A Business Degree vs. A Non-Business Degree in a Business World

A quick glance over any jobs website and it’s quite clear that there are many opportunities for graduates in business areas. Wayfair is an online retailer of homeware. It’s currently the number one online home retailer in the USA and is rapidly expanding into Europe.

Wayfair spoke to two of its UK employees, one a recent humanities graduate and one a current business student to find out how their degrees have prepared them for their roles in a business world.

A Non-Business Graduate

Lucy Robinson graduated in summer 2015 with an undergraduate degree in German and History from King’s College London. She began working at Wayfair in October 2015:

What is your role?

I’m an intern in SEO (search engine optimisation), working in the marketing department.

What is your typical working day like?

We work on monthly projects so my work varies from month to month. I started off writing texts about furniture for our product category pages. Later I led a marketing campaign with our product suppliers. At the moment I’m contacting animal shelters and offering them a donation from the company—this is a really nice task and it’s great to be able to help genuinely worthy and needy causes!

How has your degree prepared you for this role?

I write a lot of texts and emails on a daily basis. Once you’ve written 10,000 words of well-researched, referenced historical analysis in a dissertation, 600 words about kitchen lighting is a breeze!

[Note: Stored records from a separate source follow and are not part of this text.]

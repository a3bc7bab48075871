//! Schema loading: read the schema file once, compile it, and confirm it
//! declares the top-level contract documents are checked against.

use std::path::{Path, PathBuf};

use cint_core::CintError;
use cint_lang::{Context, Instance, Value};

/// Name of the definition every config document is unified with.
pub const CONFIG_DEFINITION: &str = "#Config";

/// A compiled schema, immutable after loading and shareable across threads.
#[derive(Debug, Clone)]
pub struct LoadedSchema {
    path: PathBuf,
    value: Value,
}

impl LoadedSchema {
    /// Wrap an already compiled schema value.
    pub fn new(path: impl Into<PathBuf>, value: Value) -> Self {
        Self {
            path: path.into(),
            value,
        }
    }

    pub fn path(&self) -> &Path {
        &self.path
    }

    pub fn value(&self) -> &Value {
        &self.value
    }

    /// The `#Config` definition, if the schema declares one.
    pub fn definition(&self) -> Option<Instance<'_>> {
        self.value.lookup(CONFIG_DEFINITION)
    }
}

/// Read and compile the schema at `path`.
///
/// # Errors
///
/// - [`CintError::SchemaRead`] if the file cannot be read.
/// - [`CintError::SchemaCompile`] if the source does not compile.
/// - [`CintError::MissingDefinition`] if it compiles but has no `#Config`.
pub fn load_schema(ctx: &Context, path: &Path) -> Result<LoadedSchema, CintError> {
    let source = std::fs::read(path).map_err(CintError::SchemaRead)?;
    let value = ctx
        .compile(&source, &path.display().to_string())
        .map_err(|e| CintError::SchemaCompile(e.to_string()))?;

    let schema = LoadedSchema::new(path, value);
    if schema.definition().is_none() {
        return Err(CintError::MissingDefinition(CONFIG_DEFINITION.to_string()));
    }
    tracing::debug!(schema = %path.display(), bytes = source.len(), "schema compiled");
    Ok(schema)
}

I think a general respect for learning and knowledge of how you best take in new information (something you learn through note-taking and revision) is a great skill to have when you’re new to a job and there’s lots of new terminology and information to learn.

Having a degree does put you in a better position when applying for jobs, and I would never have been able to move to Germany and apply for business positions without my degree and my ability to speak German.  I had no prior experience in marketing but it hasn’t hindered my performance because I take an interest in the company, have a willingness to learn and have solid computer skills.

Do you think a business degree or a non-business degree would prepare you better for this role?

I think either can be useful for different reasons. If you genuinely love business and want to study it, great—you’ll have more help and guidance on navigating the business world and gaining experience whilst you study. However, life’s too short to not study something you love, and not having a business degree means you don’t have to go in one direction career-wise (which can be a blessing and a curse!).

What advice would you give to someone with a similar educational background looking to pursue a similar career?

Do your research before applying to jobs—I had to do some serious cramming of the basics of SEO for my interview. Thorough research will help you determine if it’s the career for you, it’ll help you write a strong cover letter, and hopefully smash the interview. Once in the job, keep on researching and learning, and you can’t go wrong!

A Business Student

Laura Smith is enrolled on a Business and Marketing Management course at the University of Sunderland. She is currently undertaking an optional work placement as part of her studies and has been working at Wayfair since September 2015:

What is your role?

I am an intern in the marketing department, with a focus on product listing ads (PLAs).

What is your typical working day?

I mainly support bid optimisation for PLAs and build text ads for Google search in the UK for the new, globalised products. My role also involves analysing the campaigns after they have been set live on Google and monitoring whether they are accumulating traffic and revenue.

How has your degree prepared you for this role?

Despite studying business and marketing, I knew very little about online marketing specifically as my course is very general. This is one of the reasons the internship is a valuable experience for me as it allows me to go further in depth into a certain aspect of marketing. Although, I knew very little about online marketing I had studied consumer-buying behaviours, which I can relate to some of the tasks I carry out at work.

Do you think a business degree or a non-business degree would prepare you better for this role?

I don’t believe you have to study a business-related degree to be able fulfil the role. However, I believe it would better your understanding of the objectives and challenges of your role and of the business in general if you have studied something related to business.

What advice would you give to someone with a similar educational background looking to pursue a similar career?

Studying business can be very broad unless you also study a particular field in business as I do, and so I would recommend that business students choose an area to focus on that interests them and then gain as much experience as possible in that field.